“LOF vai nos devolver o lugar devido: o de autoridade”

Durante a parte da tarde, os participantes do seminário “Uma Receita para o Brasil”, realizado nesta terça-feira (23/11) em Cuiabá (MT), dedicaram-se à discussão da LOF (Lei Orgânica do Fisco). O diretor do Sindifisco Nacional Wagner Teixeira Vaz (Assuntos Jurídicos) apresentou um dos argumentos mais contundentes defendidos pelos Auditores-Fiscais em nome de uma Lei Orgânica própria: o de garantir uma Receita Federal do Brasil independente – fato que também é importante para toda a sociedade.

“Os interesses que são benéficos à sociedade são os interesses da lei e é só a ela que devemos nos reportar como Auditores e não a interesses outros, como os de cunho político”. Wagner também explicou algumas prerrogativas pleiteadas pelos Auditores que têm suscitado polêmica, como a vitaliciedade. “Atualmente, a vitaliciedade nada mais é do que o agente público não poder ser demitido antes do trânsito em julgado, isso é um resguardo para que a autoridade não fique à mercê de uma corregedoria ou comissão viciada, por exemplo”.

O diretor ainda defendeu uma LOF com “garantias e prerrogativas, como autonomia técnica e inamovibilidade, indispensáveis para que a autoridade fiscal possa desempenhar suas atribuições legais com a necessária independência”.

Wagner Vaz disse, ainda, que “se a Autoridade Fiscal e Aduaneira possui, por força de lei, livre acesso a qualquer local – exceto apenas ao domicílio das pessoas naturais – não deve se submeter a qualquer formalidade para ingressar na própria Casa, ou seja, no próprio órgão em que é a autoridade.”

“O Auditor precisa de uma Lei que lhe permita atuar sem medo.

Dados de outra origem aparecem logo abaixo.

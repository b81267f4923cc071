//! Whether `f(n) = a1*n + a0` satisfies `f(n) <= c*n` for every `n >= n0`.

use crate::templates::prelude::*;

pub struct BigOCheck;

static INFO: TemplateInfo = TemplateInfo {
    id: "24313",
    title: "Asymptotic notation 1",
    category: Category::Implementation,
    input: &[Field::int("a1"), Field::int("a0"), Field::int("c"), Field::int("n0")],
    output: &[Field::int("holds")],
    constraints: &["-100 <= a1, a0 <= 100", "1 <= c, n0 <= 100"],
    samples: &[
        Sample {
            input: "7 7\n8\n1\n",
            output: "0\n",
        },
        Sample {
            input: "7 7\n8\n10\n",
            output: "1\n",
        },
    ],
};

impl Template for BigOCheck {
    type Input = [i32; 4];
    type Output = bool;

    fn info(&self) -> &'static TemplateInfo {
        &INFO
    }

    fn parse(&self, sc: &mut Scanner<'_>) -> Result<[i32; 4], InputError> {
        Ok([
            sc.next_in("a1", -100..=100)?,
            sc.next_in("a0", -100..=100)?,
            sc.next_in("c", 1..=100)?,
            sc.next_in("n0", 1..=100)?,
        ])
    }

    fn solve(&self, &[a1, a0, c, n0]: &[i32; 4]) -> bool {
        // holds at n0 and the slope does not overtake c afterwards
        a1 * n0 + a0 <= c * n0 && a1 <= c
    }

    fn render(&self, output: &bool, out: &mut String) {
        push_line(out, [u8::from(*output)]);
    }
}
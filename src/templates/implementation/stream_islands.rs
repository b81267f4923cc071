//! Islands in a twelve-value data stream: maximal runs whose values all
//! exceed the values bordering the run.

use std::collections::BTreeSet;

use crate::templates::prelude::*;

pub struct StreamIslands;

static INFO: TemplateInfo = TemplateInfo {
    id: "10432",
    title: "Islands in a data stream",
    category: Category::Implementation,
    input: &[
        Field::int("p"),
        Field::int("case").repeat("p"),
        Field::int("value").repeat("12 * p"),
    ],
    output: &[Field::int("case_islands").repeat("p")],
    constraints: &["1 <= p <= 1000", "0 <= value <= 1000"],
    samples: &[Sample {
        input: "4\n1 0 0 1 1 2 2 1 1 0 1 2 0\n2 0 1 2 1 1 2 1 1 1 1 0 0\n3 0 1 2 1 1 2 1 0 1 1 0 0\n4 0 1 2 3 4 5 4 3 2 1 0 0\n",
        output: "1 4\n2 3\n3 4\n4 5\n",
    }],
};

const LEN: usize = 12;

/// Every island has a distinct (minimum, start) pair: for each level count
/// the runs at or above it that touch the level.
fn islands(stream: &[u32; LEN]) -> usize {
    let levels: BTreeSet<u32> = stream.iter().copied().filter(|&v| v > 0).collect();
    let mut count = 0;
    for &level in &levels {
        let mut counted = false;
        for &v in stream {
            if v < level {
                counted = false;
            } else if v == level && !counted {
                count += 1;
                counted = true;
            }
        }
    }
    count
}

impl Template for StreamIslands {
    type Input = Vec<(u32, [u32; LEN])>;
    type Output = Vec<(u32, usize)>;

    fn info(&self) -> &'static TemplateInfo {
        &INFO
    }

    fn parse(&self, sc: &mut Scanner<'_>) -> Result<Self::Input, InputError> {
        let p = sc.next_in("p", 1..=1000usize)?;
        (0..p)
            .map(|_| {
                let case: u32 = sc.next("case")?;
                let mut stream = [0; LEN];
                for v in &mut stream {
                    *v = sc.next_in("value", 0..=1000)?;
                }
                Ok((case, stream))
            })
            .collect()
    }

    fn solve(&self, cases: &Self::Input) -> Vec<(u32, usize)> {
        cases.iter().map(|(case, s)| (*case, islands(s))).collect()
    }

    fn render(&self, output: &Vec<(u32, usize)>, out: &mut String) {
        for (case, n) in output {
            push_line(out, [case.to_string(), n.to_string()]);
        }
    }
}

Eu diria que a LOF é mais importante do que a questão salarial para nos devolver o lugar que nos é devido como autoridades de Estado”, ressaltou o diretor. Durante sua palestra, também informou que a LOF já conta com apoios importantes como o da AGU e da OAB, mas que precisa ganhar adesão de toda a sociedade.

Autonomia – O procurador regional da República da 3ª Região, Pedro Taques, também fez parte das discussões e disse concordar com a autonomia funcional pregada pelos Auditores. “A Receita Federal é um órgão de Estado e não do Governo de plantão”.

O presidente da OAB (Ordem dos Advogados do Brasil) Mato Grosso, Francisco Anis Faiad, que também participou dos debates, ressalvou que a LOF foi pautada pelo presidente da OAB Nacional, Cezar Britto, para fazer parte das discussões do Conselho Federal da Ordem. “Manifesto o apoio da OAB Mato Grosso nesse justo pleito dos Auditores. Entendo que a vitaliciedade, a inamovibilidade e a independência são três prerrogativas indiscutíveis que lhes devem ser garantidas”.

Em seguida, o secretário-geral do Sindifisco Nacional, Cláudio Damasceno, falou em nome do presidente do Sindicato, Pedro Delarue, e expôs os motivos pelos quais a bandeira da LOF está erguida. “Não é uma luta meramente corporativa, mas uma luta a favor da própria sociedade brasileira.”

Damasceno deu um exemplo aos colegas de como a LOF resguardaria o órgão, citando o episódio da exoneração da ex-secretária da RFB Lina Maria Vieira, que teria sido motivada por ingerência política no órgão, e argumentou que a LOF evitaria tal situação. O diretor defendeu ainda a lista tríplice e o foro privilegiado para as autoridades que são os Auditores-Fiscais.

Ao final, expressou sua inconformidade com o fato de a Polícia Federal haver conseguido agilizar a tramitação de sua Lei Orgânica, cujas discussões foram iniciadas bem depois dos debates acerca da LOF dos Auditores. A previsão é de que a Lei Orgânica da PF seja enviada para o Congresso Nacional em regime de urgência constitucional ainda esta semana.

O evento reuniu cerca de 60 pessoas em Cuiabá. Os próximos seminários serão realizados ainda este ano em Itajaí (SC) e Belo Horizonte (MG).